Monday, April 30, 2007

The ISS is nice, I suppose. But what do they even do up there on it? Do you know? I don't know. It's probably useful stuff. Learning more about long-term space habitation is always good.

The Hubble Space Telescope

The Hubble Space Telescope (image from NASA)

But what I do know is what the Hubble Telescope does: it gives us enormous amounts of information about the universe by showing us detailed visuals we otherwise wouldn't have. It helped is measure the Hubble constant much better, it taught us about black holes, galaxies, the early universe, future universal expansion, extrasolar planets, nearby planets and what happens when a comet crashes into a planet... Hundreds of important papers have been published based on images from Hubble Space Telescope.

Second to going to the Moon, this thing is probably NASA's greatest success, and that's pretty darn good. Did we go to the Moon once and then say 'Okay, that's all'? No, we went back again and again, because we were still learning new stuff. Eventually we stopped. The budget was shrinking, probably because it got to be old hat in the eyes of many Americans. The alternative would have been to kick it up a notch: build a base, head on to Mars, or, oh!, how about putting a big telescope on the surface of the Moon? No atmosphere there, eh? But, no. We let that die for the time being. Moved on to other things. Such as the Hubble Space Telescope.

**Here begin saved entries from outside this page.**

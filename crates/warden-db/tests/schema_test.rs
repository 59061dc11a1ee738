//! Integration tests for schema initialization using in-memory SurrealDB.

use surrealdb::Surreal;
use surrealdb::engine::local::Mem;

#[tokio::test]
async fn schema_migration_applies_successfully() {
    let db = Surreal::new::<Mem>(()).await.unwrap();
    db.use_ns("test").use_db("test").await.unwrap();

    warden_db::run_migrations(&db).await.unwrap();

    let mut result = db.query("INFO FOR DB").await.unwrap();
    let info: Option<surrealdb_types::Value> = result.take(0).unwrap();
    let info = info.expect("INFO FOR DB should return a value");
    let info_str = format!("{:?}", info);

    for table in ["principal", "tenant", "session", "audit_event", "blocked_origin", "_migration"] {
        assert!(info_str.contains(table), "missing {table} table");
    }
}

#[tokio::test]
async fn migration_is_idempotent() {
    let db = Surreal::new::<Mem>(()).await.unwrap();
    db.use_ns("test").use_db("test").await.unwrap();

    warden_db::run_migrations(&db).await.unwrap();
    warden_db::run_migrations(&db).await.unwrap();

    let mut result = db.query("SELECT * FROM _migration").await.unwrap();
    let records: Vec<surrealdb_types::Value> = result.take(0).unwrap();
    assert_eq!(
        records.len(),
        warden_db::latest_version() as usize,
        "each migration is recorded exactly once"
    );
}

#[tokio::test]
async fn unknown_audit_action_is_rejected_by_schema() {
    let db = Surreal::new::<Mem>(()).await.unwrap();
    db.use_ns("test").use_db("test").await.unwrap();
    warden_db::run_migrations(&db).await.unwrap();

    let result = db
        .query(
            "CREATE audit_event SET \
             action = 'admin_login_maybe', \
             origin_ip = '10.0.0.1', \
             metadata = {}",
        )
        .await
        .unwrap()
        .check();

    assert!(result.is_err(), "free-form action strings must be rejected");
}

#[tokio::test]
async fn unique_index_prevents_duplicate_blocked_origins() {
    let db = Surreal::new::<Mem>(()).await.unwrap();
    db.use_ns("test").use_db("test").await.unwrap();
    warden_db::run_migrations(&db).await.unwrap();

    let insert = "CREATE blocked_origin SET \
                  origin_ip = '203.0.113.9', reason = 'spray', blocked_by = 'ops@example.com'";
    db.query(insert).await.unwrap().check().unwrap();

    let result = db.query(insert).await.unwrap().check();
    assert!(result.is_err(), "duplicate origin should be rejected");
}

#[tokio::test]
async fn admin_role_is_constrained_to_known_roles() {
    let db = Surreal::new::<Mem>(()).await.unwrap();
    db.use_ns("test").use_db("test").await.unwrap();
    warden_db::run_migrations(&db).await.unwrap();

    let create = |email: &str, role: &str| {
        format!(
            "CREATE principal SET email = '{email}', password_hash = 'x', \
             token_version = 0, is_admin_active = true{role}"
        )
    };

    let bogus = db
        .query(create("root@example.com", ", admin_role = 'superuser'"))
        .await
        .unwrap()
        .check();
    assert!(bogus.is_err(), "unknown admin roles must be rejected");

    db.query(create("dev@example.com", ", admin_role = 'developer'"))
        .await
        .unwrap()
        .check()
        .unwrap();
    db.query(create("user@example.com", ""))
        .await
        .unwrap()
        .check()
        .unwrap();
}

That they want to let the telescope die isn't what bothers me. I can't even grok that bit of news. What irks me is that they haven't sent up an entire array of more powerful orbital telescopes appals me. It's time to kick the Hubble Space Telescope up a notch. It's still giving us good information, but it can only point in one direction at once, and there's a lot of stuff out there for us to study. Let's build some more telescopes and start looking around. (Can't afford it? We could stop so many things like the B-2 Spirit [2 100 000 000USD a pop])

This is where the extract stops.